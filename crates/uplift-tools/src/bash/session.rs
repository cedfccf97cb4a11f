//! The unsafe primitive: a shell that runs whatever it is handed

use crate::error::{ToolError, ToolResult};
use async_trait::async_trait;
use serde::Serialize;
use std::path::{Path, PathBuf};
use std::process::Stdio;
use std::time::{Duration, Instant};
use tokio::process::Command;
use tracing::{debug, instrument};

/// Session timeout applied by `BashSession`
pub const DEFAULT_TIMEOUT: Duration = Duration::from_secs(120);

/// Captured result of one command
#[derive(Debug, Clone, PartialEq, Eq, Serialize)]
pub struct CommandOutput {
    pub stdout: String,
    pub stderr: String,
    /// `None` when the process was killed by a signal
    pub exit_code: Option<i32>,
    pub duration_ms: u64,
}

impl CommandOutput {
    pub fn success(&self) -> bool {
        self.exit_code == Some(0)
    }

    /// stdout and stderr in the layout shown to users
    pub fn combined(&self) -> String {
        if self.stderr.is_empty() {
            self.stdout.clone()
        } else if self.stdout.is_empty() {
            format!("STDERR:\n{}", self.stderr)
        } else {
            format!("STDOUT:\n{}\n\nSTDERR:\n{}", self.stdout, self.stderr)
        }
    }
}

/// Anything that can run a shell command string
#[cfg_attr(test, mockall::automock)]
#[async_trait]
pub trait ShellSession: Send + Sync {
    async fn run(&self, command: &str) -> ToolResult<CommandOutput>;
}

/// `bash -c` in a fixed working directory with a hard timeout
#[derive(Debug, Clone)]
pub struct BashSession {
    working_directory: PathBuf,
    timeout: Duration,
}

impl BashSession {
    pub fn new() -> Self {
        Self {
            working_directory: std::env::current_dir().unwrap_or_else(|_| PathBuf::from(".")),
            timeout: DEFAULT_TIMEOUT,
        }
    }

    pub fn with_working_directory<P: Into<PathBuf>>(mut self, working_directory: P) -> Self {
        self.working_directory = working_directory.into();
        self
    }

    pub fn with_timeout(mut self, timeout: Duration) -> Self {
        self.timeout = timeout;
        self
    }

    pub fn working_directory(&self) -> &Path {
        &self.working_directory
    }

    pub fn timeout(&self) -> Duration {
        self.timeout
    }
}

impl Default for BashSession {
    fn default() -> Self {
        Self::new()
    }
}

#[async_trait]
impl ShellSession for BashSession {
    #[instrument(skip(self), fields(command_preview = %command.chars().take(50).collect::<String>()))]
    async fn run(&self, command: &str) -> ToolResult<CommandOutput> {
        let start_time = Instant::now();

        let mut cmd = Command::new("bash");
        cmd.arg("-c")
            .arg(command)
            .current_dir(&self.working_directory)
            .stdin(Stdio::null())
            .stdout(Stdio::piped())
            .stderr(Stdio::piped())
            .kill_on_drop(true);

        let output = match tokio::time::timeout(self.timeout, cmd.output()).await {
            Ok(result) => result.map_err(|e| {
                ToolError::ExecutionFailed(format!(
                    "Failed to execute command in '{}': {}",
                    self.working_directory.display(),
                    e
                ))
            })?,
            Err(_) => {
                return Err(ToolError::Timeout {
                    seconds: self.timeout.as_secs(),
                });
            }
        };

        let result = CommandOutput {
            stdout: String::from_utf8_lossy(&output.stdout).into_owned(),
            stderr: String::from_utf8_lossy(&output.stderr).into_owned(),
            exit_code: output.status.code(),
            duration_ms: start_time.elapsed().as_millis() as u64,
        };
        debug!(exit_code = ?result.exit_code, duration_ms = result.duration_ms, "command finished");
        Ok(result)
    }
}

________________________________________

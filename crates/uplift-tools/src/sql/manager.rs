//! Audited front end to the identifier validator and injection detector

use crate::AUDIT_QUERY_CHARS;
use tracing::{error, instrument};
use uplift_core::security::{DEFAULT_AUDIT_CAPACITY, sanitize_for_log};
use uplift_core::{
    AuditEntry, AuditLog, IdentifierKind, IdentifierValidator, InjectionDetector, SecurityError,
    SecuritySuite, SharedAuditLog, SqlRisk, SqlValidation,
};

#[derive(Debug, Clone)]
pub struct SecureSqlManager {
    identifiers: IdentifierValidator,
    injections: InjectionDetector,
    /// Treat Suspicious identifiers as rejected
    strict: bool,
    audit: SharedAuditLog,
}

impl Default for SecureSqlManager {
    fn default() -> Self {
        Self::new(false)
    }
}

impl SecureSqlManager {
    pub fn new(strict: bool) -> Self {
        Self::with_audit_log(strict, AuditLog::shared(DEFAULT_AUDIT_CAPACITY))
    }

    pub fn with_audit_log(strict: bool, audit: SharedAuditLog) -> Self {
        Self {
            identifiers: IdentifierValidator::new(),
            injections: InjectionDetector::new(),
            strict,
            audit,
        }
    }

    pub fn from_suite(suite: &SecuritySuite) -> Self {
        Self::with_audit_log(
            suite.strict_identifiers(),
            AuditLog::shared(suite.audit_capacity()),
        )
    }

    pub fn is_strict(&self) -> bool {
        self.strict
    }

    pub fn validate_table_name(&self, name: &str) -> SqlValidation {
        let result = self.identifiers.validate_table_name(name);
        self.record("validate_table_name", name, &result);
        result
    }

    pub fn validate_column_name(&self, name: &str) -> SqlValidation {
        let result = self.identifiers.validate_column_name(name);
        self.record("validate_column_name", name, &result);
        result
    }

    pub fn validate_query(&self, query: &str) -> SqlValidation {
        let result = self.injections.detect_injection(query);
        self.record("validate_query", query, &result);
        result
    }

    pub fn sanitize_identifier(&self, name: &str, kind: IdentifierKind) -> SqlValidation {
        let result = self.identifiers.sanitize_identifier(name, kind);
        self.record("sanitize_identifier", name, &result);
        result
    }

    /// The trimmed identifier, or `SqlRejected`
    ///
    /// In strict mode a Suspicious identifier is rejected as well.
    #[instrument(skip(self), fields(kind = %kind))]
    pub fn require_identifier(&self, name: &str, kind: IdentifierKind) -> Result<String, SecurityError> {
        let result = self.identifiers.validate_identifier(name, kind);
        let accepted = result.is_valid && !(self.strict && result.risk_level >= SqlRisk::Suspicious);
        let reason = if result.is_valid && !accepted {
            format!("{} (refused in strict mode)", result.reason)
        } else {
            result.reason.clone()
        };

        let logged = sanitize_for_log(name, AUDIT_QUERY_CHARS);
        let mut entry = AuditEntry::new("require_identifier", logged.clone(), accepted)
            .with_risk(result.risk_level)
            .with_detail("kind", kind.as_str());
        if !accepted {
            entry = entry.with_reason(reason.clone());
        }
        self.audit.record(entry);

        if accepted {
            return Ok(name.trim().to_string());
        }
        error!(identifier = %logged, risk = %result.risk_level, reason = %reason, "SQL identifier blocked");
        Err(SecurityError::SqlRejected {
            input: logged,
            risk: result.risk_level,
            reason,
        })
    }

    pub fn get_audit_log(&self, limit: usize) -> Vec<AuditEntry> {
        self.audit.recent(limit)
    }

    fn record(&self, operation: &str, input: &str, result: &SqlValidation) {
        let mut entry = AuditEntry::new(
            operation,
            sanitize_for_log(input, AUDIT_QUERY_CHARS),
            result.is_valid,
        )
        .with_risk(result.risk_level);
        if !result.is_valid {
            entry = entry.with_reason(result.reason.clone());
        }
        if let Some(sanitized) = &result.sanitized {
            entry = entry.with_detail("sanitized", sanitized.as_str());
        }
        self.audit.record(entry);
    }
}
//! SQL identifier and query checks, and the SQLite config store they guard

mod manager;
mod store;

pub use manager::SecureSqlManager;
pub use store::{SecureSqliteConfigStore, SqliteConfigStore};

________________________________________

Aim of the task :: Which lines above include the word "PathBuf"? Return each one.

Answer space ::
use std::path::{Path, PathBuf};
    working_directory: PathBuf,
            working_directory: std::env::current_dir().unwrap_or_else(|_| PathBuf::from(".")),
    pub fn with_working_directory<P: Into<PathBuf>>(mut self, working_directory: P) -> Self {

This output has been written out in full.